Target Inalum 5 tahun ke depan, disebutkan Melati, dari 275 Kilo Tonnes per Annum (KTPA) untuk aluminium smelter, di tahun 2029 diharapkan bisa meningkatkan kapasitas produksi menjadi 900 KTPA untuk produk aluminium–dengan didukung 2 juta ton alumina dari proyek SGAR 1 dan 2.
Melati mengatakan, Inalum memiliki empat anak perusahaan. Pertama, PT Bornei Alumina Indonesia (PT BAI), bergerak di refinery alumina dengan target kapasitas produksi 1 juta ton di tahun 2026. Kedua, PT Indonesia Aluminium Alloy (PT IAA), bergerak di aluminium sekunder, yaitu memproduksi campuran aluminium primer dengan scrap. Ketiga, PT Sinergi, bergerak di bidang waste management dan logistik. Keempat, PT Indonesia Battery Corporation (PT IBC), perusahaan terintegrasi hulu-hilir yang memproduksi baterai untuk kendaraan listrik.

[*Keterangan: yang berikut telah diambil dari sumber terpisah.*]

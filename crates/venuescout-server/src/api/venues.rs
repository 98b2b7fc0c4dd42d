use axum::{
    extract::{Query, State},
    Extension, Json,
};
use serde::{Deserialize, Serialize};
use venuescout_aggregator::{RunToken, Termination};
use venuescout_core::Venue;

use crate::middleware::RequestId;

use super::{
    map_aggregate_error, map_core_error, require_aggregator, sort_by_name, ApiError, ApiResponse,
    AppState,
};

#[derive(Debug, Deserialize)]
pub(super) struct VenueQuery {
    pub category: String,
}

#[derive(Debug, Serialize)]
pub(super) struct VenueList {
    category: String,
    termination: Termination,
    pages_fetched: u32,
    /// Set when the run ended on a source error after collecting some venues.
    error: Option<String>,
    venues: Vec<Venue>,
}

/// Runs a category search to completion and returns the final venue list.
pub(super) async fn collect_venues(
    State(state): State<AppState>,
    Extension(req_id): Extension<RequestId>,
    Query(query): Query<VenueQuery>,
) -> Result<Json<ApiResponse<VenueList>>, ApiError> {
    let category = state
        .categories
        .resolve(&query.category)
        .map_err(|e| map_core_error(req_id.0.clone(), &e))?
        .clone();
    let aggregator = require_aggregator(&state, &req_id.0)?;

    let outcome = aggregator
        .run_to_completion(&category, &RunToken::detached(), None)
        .await;
    if let Some(failure) = outcome.failure() {
        return Err(map_aggregate_error(req_id.0, &failure));
    }

    let mut venues = outcome.venues;
    sort_by_name(&mut venues);

    Ok(Json(ApiResponse::new(
        VenueList {
            category: outcome.category,
            termination: outcome.termination,
            pages_fetched: outcome.pages_fetched,
            error: outcome.error.map(|e| e.to_string()),
            venues,
        },
        req_id.0,
    )))
}
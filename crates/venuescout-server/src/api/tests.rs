use std::collections::HashMap;
use std::sync::Arc;
use std::time::Duration;

use async_trait::async_trait;
use axum::body::{to_bytes, Body};
use axum::http::{HeaderMap, Request, StatusCode};
use axum::Router;
use tower::ServiceExt;
use venuescout_aggregator::{Aggregator, Constraints, SearchArea};
use venuescout_core::{
    build_app_config, AppConfig, CategoryTable, ContinuationToken, RawResult, SearchPage,
    SearchRequest, SourceError, VenueDetails, VenueSource,
};
use wiremock::matchers::{method, path, query_param};
use wiremock::{Mock, MockServer, ResponseTemplate};

use super::*;

// -------------------------------------------------------------------------
// Fixtures
// -------------------------------------------------------------------------

enum Stub {
    /// One page holding these names, no continuation.
    Names(Vec<&'static str>),
    /// Two new venues per page, forever.
    Endless,
    Failing,
}

#[async_trait]
impl VenueSource for Stub {
    async fn search_page(
        &self,
        _request: &SearchRequest,
        token: Option<&ContinuationToken>,
    ) -> Result<SearchPage, SourceError> {
        match self {
            Stub::Names(names) => Ok(SearchPage {
                results: names.iter().map(|n| raw(&n.to_lowercase(), n)).collect(),
                next_page: None,
            }),
            Stub::Endless => {
                let n: u32 = token.map_or(0, |t| t.as_str().parse().unwrap());
                Ok(SearchPage {
                    results: vec![
                        raw(&format!("e{n}-a"), &format!("Venue {n}a")),
                        raw(&format!("e{n}-b"), &format!("Venue {n}b")),
                    ],
                    next_page: Some(ContinuationToken::new((n + 1).to_string())),
                })
            }
            Stub::Failing => Err(SourceError::Rejected {
                status: "OVER_QUERY_LIMIT".to_owned(),
                message: Some("quota exhausted".to_owned()),
            }),
        }
    }

    async fn details(&self, _id: &str) -> Result<VenueDetails, SourceError> {
        Ok(VenueDetails::default())
    }
}

fn raw(id: &str, name: &str) -> RawResult {
    RawResult {
        id: id.to_owned(),
        name: name.to_owned(),
        rating: Some(4.0),
        location: None,
        address: Some("2 Long St, Gardens, Cape Town".to_owned()),
        photos: Vec::new(),
    }
}

fn config(overrides: &[(&str, &str)]) -> AppConfig {
    let mut vars: HashMap<String, String> = HashMap::from([
        ("GOOGLE_MAPS_API_KEY".to_owned(), "test-key".to_owned()),
        ("VENUESCOUT_INTER_PAGE_DELAY_MS".to_owned(), "0".to_owned()),
    ]);
    for (k, v) in overrides {
        vars.insert((*k).to_owned(), (*v).to_owned());
    }
    build_app_config(|key| vars.get(key).cloned().ok_or(std::env::VarError::NotPresent))
        .expect("test config")
}

fn app_with(config: AppConfig, source: Option<Stub>) -> Router {
    let config = Arc::new(config);
    let aggregator = source.map(|stub| {
        let source: Arc<dyn VenueSource> = Arc::new(stub);
        Arc::new(Aggregator::new(
            source,
            Constraints::from_app_config(&config),
            SearchArea::from_app_config(&config),
        ))
    });
    build_app(AppState {
        config,
        categories: Arc::new(CategoryTable::builtin()),
        aggregator,
        session: Arc::new(RunSession::new()),
        scripts: Arc::new(ScriptLoader::new(reqwest::Client::new())),
        http: reqwest::Client::new(),
    })
}

fn get(uri: &str) -> Request<Body> {
    Request::builder()
        .uri(uri)
        .body(Body::empty())
        .expect("request")
}
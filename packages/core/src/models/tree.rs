//! Block Tree Arena
//!
//! Owns every block of a page keyed by ID. Tree relations are ID lookups
//! into this arena: a block's `parent` is the ID of the block whose
//! `content` lists it, and children are resolved from `content_ids` on
//! demand. No block holds a reference to another, so there are no cycles
//! to manage.
//!
//! # Examples
//!
//! ```rust
//! use notion_model_core::models::{Block, BlockPageType, BlockTree, BlockType};
//!
//! let mut root = Block::new("root", BlockType::Page);
//! root.content_ids = vec!["child".to_string()];
//!
//! let mut child = Block::new("child", BlockType::Page);
//! child.parent_id = "root".to_string();
//!
//! let mut tree = BlockTree::with_root("root");
//! tree.insert(root);
//! tree.insert(child);
//! tree.link();
//!
//! assert_eq!(tree.page_type("root"), Some(BlockPageType::TopLevel));
//! assert_eq!(tree.page_type("child"), Some(BlockPageType::SubPage));
//! ```

use std::collections::{HashMap, HashSet};

use crate::models::{Block, BlockPageType};
use crate::services::{BlockNormalizer, NormalizeError, SpanResolver};
use crate::utils::ImageUrlProxy;

/// Arena of blocks keyed by ID
#[derive(Debug, Clone, Default)]
pub struct BlockTree {
    blocks: HashMap<String, Block>,
    root_id: Option<String>,
}

impl BlockTree {
    /// Create an empty tree without a designated root
    pub fn new() -> Self {
        Self::default()
    }

    /// Create an empty tree whose root will be the block with `root_id`
    pub fn with_root(root_id: impl Into<String>) -> Self {
        Self {
            blocks: HashMap::new(),
            root_id: Some(root_id.into()),
        }
    }

    /// Build a tree from decoded blocks
    pub fn from_blocks(root_id: Option<String>, blocks: impl IntoIterator<Item = Block>) -> Self {
        let mut tree = Self {
            blocks: HashMap::new(),
            root_id,
        };
        for block in blocks {
            tree.insert(block);
        }
        tree
    }

    /// Insert a block, returning any previous block with the same ID
    pub fn insert(&mut self, block: Block) -> Option<Block> {
        self.blocks.insert(block.id.clone(), block)
    }

    pub fn get(&self, id: &str) -> Option<&Block> {
        self.blocks.get(id)
    }

    pub fn get_mut(&mut self, id: &str) -> Option<&mut Block> {
        self.blocks.get_mut(id)
    }

    pub fn root(&self) -> Option<&Block> {
        self.root_id.as_deref().and_then(|id| self.blocks.get(id))
    }

    pub fn len(&self) -> usize {
        self.blocks.len()
    }

    pub fn is_empty(&self) -> bool {
        self.blocks.is_empty()
    }

    /// Iterate over all blocks in arbitrary order
    pub fn iter(&self) -> impl Iterator<Item = &Block> {
        self.blocks.values()
    }

    /// Set every block's `parent` from the content lists
    ///
    /// Walks depth-first from the root, then from every block no content
    /// list mentions, then from whatever is left (blocks only reachable
    /// through a cycle), each group in ID order so the result is
    /// deterministic. The first block found listing a child becomes its
    /// parent; later listings are ignored, as are content IDs missing from
    /// the arena. Any previous linkage is discarded first.
    pub fn link(&mut self) {
        for block in self.blocks.values_mut() {
            block.parent = None;
        }

        let starts = self.walk_starts();
        let mut visited: HashSet<String> = HashSet::with_capacity(self.blocks.len());
        for start in starts {
            if visited.contains(&start) {
                continue;
            }
            visited.insert(start.clone());
            let mut stack = vec![start];

            while let Some(id) = stack.pop() {
                let content_ids = match self.blocks.get(&id) {
                    Some(block) => block.content_ids.clone(),
                    None => continue,
                };
                // Reverse so children are visited in content order
                for child_id in content_ids.into_iter().rev() {
                    if visited.contains(&child_id) {
                        continue;
                    }
                    if let Some(child) = self.blocks.get_mut(&child_id) {
                        child.parent = Some(id.clone());
                        visited.insert(child_id.clone());
                        stack.push(child_id);
                    }
                }
            }
        }
    }

    fn walk_starts(&self) -> Vec<String> {
        let contained: HashSet<&str> = self
            .blocks
            .values()
            .flat_map(|block| block.content_ids.iter().map(String::as_str))
            .collect();

        let mut uncontained: Vec<&String> = Vec::new();
        let mut contained_only: Vec<&String> = Vec::new();
        for id in self.blocks.keys() {
            if contained.contains(id.as_str()) {
                contained_only.push(id);
            } else {
                uncontained.push(id);
            }
        }
        uncontained.sort();
        contained_only.sort();

        let mut starts = Vec::with_capacity(self.blocks.len() + 1);
        if let Some(root_id) = &self.root_id {
            if self.blocks.contains_key(root_id) {
                starts.push(root_id.clone());
            }
        }
        starts.extend(uncontained.into_iter().cloned());
        starts.extend(contained_only.into_iter().cloned());
        starts
    }

    /// The linked parent of block `id`
    pub fn parent(&self, id: &str) -> Option<&Block> {
        self.blocks
            .get(id)
            .and_then(|block| block.parent.as_deref())
            .and_then(|parent_id| self.blocks.get(parent_id))
    }

    /// Children of block `id` in content order, skipping IDs not in the arena
    pub fn children<'a>(&'a self, id: &str) -> impl Iterator<Item = &'a Block> + 'a {
        self.blocks
            .get(id)
            .map(|block| block.content_ids.as_slice())
            .unwrap_or_default()
            .iter()
            .filter_map(move |child_id| self.blocks.get(child_id))
    }

    /// Page classification of block `id`, if present
    pub fn page_type(&self, id: &str) -> Option<BlockPageType> {
        self.blocks.get(id).map(Block::page_type)
    }

    /// Normalize every block, collecting failures instead of stopping
    ///
    /// Each block is normalized independently; a failing block keeps the
    /// fields derived before the failure. Failures are returned sorted by
    /// block ID.
    pub fn normalize_all<S, P>(
        &mut self,
        normalizer: &BlockNormalizer<S, P>,
    ) -> Vec<(String, NormalizeError)>
    where
        S: SpanResolver,
        P: ImageUrlProxy,
    {
        let mut failures = Vec::new();
        for block in self.blocks.values_mut() {
            if let Err(e) = normalizer.normalize(block) {
                tracing::warn!("Skipping block {} after normalization failure: {}", block.id, e);
                failures.push((block.id.clone(), e));
            }
        }
        failures.sort_by(|a, b| a.0.cmp(&b.0));
        failures
    }
}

Melati memperkirakan, konsumsi aluminium di Indonesia akan naik 600 persen dalam 30 tahun ke depan, terutama didorong oleh perkembangan sektor industri baterai untuk kendaraan listrik dan energi terbarukan.
“Saat ini pangsa pasar Inalum masih 46 persen untuk domestik. Sisanya, 54 persen merupakan impor. Sehingga, percepatan pembangunan smelter dan refinery menjadi sangat krusial. Tujuannya, untuk menekan ketergantungan (Indonesia) terhadap impor aluminium dan memperkuat rantai pasok nasional,” terangnya.
Kebutuhan Listrik
Melati melanjutkan, Inalum dan MIND ID telah menyiapkan road map secara komprehensif dari hulu hingga hilir untuk rantai pasok aluminium. Saat ini, bauksit, sebagai bahan baku aluminium, masih disuplai PT Aneka Tambang (Antam) sebagai sister company Inalum.
“Ke depan, MIND ID memandatori Inalum untuk membuka diri bisa masuk ke ranah tambang bauksit. Tujuannya, untuk memastikan supply chain dari bauksit ke aluminium bisa dicapai secara independen,” ujarnya.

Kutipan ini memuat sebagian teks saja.